Collected data:

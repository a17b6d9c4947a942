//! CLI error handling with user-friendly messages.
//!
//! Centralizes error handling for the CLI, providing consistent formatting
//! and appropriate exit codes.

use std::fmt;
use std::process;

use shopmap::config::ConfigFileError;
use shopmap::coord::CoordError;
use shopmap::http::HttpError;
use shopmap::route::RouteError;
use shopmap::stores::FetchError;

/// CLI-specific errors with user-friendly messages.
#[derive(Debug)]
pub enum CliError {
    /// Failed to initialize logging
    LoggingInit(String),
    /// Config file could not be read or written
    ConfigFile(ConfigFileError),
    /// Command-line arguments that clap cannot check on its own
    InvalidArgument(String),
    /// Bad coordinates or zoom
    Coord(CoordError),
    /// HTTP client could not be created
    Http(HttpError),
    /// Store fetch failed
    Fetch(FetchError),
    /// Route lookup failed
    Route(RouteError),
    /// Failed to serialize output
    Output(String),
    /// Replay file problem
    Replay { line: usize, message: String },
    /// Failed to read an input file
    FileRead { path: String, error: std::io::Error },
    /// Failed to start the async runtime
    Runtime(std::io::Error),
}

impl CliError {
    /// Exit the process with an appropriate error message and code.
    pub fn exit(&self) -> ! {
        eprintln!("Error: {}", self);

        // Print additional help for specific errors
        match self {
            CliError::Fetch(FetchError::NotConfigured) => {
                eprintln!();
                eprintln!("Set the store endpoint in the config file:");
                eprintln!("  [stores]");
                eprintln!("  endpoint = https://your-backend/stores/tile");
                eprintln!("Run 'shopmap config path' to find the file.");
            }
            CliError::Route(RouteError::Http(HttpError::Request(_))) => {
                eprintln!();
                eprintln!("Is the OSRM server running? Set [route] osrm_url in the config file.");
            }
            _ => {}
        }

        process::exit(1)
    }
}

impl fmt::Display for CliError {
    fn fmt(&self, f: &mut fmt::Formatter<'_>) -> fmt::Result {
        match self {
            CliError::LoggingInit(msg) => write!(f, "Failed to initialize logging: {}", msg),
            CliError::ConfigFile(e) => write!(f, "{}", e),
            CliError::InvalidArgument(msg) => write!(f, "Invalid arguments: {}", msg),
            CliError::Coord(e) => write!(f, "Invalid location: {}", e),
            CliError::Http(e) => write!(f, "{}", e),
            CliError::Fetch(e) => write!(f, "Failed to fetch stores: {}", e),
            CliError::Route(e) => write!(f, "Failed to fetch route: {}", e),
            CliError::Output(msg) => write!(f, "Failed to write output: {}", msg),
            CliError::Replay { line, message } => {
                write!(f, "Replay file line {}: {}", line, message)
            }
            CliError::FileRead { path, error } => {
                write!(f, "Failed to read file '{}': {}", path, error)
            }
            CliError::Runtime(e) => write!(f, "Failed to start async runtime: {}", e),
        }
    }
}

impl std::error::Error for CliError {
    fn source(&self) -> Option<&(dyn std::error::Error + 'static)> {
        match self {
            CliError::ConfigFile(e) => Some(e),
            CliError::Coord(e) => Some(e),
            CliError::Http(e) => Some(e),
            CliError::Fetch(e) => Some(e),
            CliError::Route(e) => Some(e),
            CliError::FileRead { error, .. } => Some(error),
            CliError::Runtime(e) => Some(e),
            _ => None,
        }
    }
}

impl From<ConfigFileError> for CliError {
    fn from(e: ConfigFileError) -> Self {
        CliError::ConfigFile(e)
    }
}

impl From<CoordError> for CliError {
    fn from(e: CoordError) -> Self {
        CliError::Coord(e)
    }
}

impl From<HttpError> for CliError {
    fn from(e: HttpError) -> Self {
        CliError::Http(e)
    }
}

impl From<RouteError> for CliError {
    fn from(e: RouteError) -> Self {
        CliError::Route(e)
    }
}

==

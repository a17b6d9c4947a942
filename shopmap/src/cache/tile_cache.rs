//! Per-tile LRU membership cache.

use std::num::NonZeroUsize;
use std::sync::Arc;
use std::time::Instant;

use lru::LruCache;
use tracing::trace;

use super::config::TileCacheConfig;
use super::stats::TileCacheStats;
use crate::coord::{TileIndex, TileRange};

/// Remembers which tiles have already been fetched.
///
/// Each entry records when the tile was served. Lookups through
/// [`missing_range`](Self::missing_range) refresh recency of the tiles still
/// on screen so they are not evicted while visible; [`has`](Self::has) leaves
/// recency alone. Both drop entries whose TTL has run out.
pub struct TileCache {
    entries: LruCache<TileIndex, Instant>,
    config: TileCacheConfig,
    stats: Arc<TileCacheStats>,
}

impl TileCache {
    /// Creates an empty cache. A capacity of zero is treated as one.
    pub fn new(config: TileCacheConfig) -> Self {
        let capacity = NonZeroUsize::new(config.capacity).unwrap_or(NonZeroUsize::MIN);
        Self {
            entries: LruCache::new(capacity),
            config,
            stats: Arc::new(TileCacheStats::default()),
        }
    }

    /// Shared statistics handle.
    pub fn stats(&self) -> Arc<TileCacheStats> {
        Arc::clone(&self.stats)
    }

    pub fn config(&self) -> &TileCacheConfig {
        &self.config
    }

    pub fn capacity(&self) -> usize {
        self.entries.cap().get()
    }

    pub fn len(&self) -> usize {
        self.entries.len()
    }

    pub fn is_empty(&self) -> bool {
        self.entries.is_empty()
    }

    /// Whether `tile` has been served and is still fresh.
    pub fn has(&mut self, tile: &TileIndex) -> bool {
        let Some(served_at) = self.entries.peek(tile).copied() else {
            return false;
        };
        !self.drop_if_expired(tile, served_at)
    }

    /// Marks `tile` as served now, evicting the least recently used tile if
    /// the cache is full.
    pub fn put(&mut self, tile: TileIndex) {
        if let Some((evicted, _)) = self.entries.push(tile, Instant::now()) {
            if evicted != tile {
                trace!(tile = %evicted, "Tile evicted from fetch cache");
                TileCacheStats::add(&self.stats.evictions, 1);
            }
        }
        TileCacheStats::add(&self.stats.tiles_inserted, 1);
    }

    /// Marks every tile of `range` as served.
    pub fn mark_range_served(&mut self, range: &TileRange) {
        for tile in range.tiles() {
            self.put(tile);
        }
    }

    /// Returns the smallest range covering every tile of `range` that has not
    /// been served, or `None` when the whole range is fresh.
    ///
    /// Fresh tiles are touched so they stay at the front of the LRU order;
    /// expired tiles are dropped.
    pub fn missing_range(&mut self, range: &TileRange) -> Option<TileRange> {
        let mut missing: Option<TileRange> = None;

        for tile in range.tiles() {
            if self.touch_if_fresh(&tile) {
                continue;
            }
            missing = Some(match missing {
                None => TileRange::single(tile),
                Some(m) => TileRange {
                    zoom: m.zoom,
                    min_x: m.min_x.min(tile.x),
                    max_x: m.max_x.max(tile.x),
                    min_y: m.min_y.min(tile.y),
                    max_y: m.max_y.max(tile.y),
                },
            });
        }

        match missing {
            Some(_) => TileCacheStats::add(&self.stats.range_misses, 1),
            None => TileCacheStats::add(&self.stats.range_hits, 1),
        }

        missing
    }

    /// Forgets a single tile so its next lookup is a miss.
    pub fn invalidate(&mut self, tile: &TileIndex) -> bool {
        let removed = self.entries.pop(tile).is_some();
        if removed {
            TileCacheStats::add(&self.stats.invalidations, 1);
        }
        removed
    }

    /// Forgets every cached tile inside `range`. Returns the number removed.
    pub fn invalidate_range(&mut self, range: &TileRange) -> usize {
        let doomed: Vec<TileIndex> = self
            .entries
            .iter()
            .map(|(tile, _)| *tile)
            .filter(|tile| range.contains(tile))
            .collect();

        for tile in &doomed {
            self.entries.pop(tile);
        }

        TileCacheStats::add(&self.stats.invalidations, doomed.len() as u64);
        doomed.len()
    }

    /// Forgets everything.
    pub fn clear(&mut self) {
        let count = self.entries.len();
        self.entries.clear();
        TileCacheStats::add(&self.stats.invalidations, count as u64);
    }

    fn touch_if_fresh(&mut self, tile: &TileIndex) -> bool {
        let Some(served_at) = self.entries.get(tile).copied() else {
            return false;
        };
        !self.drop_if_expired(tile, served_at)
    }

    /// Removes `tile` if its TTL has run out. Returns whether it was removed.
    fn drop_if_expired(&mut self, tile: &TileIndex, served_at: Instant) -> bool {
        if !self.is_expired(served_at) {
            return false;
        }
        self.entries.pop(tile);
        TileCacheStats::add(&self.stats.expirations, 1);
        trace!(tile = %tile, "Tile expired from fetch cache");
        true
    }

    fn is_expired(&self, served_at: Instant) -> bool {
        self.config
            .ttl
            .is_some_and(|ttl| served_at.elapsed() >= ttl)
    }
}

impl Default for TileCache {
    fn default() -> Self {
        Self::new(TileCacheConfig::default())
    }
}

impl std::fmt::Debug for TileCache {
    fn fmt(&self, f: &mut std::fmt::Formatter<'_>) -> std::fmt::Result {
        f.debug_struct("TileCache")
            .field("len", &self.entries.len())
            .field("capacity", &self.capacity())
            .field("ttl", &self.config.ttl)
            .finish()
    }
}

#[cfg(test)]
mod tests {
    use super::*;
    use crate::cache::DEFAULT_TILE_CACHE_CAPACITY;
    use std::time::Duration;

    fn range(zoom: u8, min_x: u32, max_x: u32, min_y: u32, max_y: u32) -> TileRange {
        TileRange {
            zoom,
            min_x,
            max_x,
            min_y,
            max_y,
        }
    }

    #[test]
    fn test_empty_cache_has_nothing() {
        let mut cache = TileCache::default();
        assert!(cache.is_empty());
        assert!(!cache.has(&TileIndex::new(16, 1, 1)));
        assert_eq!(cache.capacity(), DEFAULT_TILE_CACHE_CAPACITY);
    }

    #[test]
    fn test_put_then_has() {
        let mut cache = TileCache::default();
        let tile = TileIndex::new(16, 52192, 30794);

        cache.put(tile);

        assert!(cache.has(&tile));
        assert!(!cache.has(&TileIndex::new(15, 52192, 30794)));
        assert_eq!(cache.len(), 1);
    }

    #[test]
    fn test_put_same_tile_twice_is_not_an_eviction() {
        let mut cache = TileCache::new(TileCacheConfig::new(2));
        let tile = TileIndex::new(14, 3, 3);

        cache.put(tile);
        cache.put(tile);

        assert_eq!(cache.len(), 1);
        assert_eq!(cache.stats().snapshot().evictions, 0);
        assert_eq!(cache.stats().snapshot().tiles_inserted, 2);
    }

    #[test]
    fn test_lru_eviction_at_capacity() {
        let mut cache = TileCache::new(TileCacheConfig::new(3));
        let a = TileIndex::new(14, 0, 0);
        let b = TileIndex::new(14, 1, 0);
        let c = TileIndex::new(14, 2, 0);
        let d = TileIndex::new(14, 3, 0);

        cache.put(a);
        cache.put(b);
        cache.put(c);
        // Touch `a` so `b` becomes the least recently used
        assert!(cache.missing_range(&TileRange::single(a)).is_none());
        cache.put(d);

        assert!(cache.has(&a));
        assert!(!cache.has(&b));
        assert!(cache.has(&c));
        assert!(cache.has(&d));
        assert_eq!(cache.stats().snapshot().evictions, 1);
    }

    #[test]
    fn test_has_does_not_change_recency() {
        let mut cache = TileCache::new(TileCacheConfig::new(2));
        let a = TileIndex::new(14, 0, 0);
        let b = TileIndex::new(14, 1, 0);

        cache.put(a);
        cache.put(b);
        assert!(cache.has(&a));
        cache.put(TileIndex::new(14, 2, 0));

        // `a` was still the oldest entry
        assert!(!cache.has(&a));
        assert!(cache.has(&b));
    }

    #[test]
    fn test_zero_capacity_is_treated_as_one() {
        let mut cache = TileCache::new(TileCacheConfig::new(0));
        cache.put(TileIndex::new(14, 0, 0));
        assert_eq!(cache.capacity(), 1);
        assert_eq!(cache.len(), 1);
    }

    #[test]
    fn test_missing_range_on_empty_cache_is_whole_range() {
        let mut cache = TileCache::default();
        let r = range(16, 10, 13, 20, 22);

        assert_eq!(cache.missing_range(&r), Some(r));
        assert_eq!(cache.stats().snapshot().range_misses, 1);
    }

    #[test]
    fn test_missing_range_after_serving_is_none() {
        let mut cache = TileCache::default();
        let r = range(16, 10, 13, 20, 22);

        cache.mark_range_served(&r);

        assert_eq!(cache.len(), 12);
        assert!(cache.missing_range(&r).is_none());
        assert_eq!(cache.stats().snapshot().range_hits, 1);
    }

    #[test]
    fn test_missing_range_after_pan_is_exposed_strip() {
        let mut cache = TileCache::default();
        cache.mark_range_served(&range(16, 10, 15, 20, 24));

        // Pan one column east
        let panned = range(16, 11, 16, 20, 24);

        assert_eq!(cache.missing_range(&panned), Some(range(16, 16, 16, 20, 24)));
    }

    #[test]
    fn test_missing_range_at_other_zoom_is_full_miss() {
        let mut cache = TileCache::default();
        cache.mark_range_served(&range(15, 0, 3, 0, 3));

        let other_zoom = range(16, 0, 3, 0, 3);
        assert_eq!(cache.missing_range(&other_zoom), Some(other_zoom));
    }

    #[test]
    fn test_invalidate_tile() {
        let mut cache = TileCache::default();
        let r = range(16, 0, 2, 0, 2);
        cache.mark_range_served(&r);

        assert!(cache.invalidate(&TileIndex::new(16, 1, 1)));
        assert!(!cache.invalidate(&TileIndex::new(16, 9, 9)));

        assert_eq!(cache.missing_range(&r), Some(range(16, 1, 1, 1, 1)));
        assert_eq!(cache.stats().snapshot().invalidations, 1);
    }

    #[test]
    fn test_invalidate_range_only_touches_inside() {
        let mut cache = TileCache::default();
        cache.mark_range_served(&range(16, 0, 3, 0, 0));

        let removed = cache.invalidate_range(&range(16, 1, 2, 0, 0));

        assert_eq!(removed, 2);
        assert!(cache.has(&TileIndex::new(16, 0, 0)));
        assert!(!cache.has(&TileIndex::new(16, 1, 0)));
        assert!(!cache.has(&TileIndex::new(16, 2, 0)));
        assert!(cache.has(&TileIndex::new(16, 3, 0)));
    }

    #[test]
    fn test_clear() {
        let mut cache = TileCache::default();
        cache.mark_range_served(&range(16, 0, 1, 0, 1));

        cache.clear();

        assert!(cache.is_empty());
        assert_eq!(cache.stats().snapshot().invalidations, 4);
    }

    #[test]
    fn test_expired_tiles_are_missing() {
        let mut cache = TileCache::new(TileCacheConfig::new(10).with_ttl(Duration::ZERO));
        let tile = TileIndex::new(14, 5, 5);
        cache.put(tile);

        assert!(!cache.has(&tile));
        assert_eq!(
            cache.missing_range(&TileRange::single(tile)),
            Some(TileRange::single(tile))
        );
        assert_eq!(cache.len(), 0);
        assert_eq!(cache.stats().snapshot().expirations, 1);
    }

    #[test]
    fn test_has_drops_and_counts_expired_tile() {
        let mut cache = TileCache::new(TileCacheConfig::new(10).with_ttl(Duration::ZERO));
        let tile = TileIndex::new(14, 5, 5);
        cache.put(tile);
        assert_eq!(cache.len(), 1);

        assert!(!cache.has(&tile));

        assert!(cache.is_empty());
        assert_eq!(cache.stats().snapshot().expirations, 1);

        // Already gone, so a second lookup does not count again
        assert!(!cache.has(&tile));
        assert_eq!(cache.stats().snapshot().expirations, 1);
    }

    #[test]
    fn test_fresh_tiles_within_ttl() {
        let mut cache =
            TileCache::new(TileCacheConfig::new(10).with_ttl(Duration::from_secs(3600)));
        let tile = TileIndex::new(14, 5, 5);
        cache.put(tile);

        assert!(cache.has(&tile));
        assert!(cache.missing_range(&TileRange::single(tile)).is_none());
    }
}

WORK ITEM
Count the lines above that contain the word "evictions". Write only the number.

RESULT BELOW
3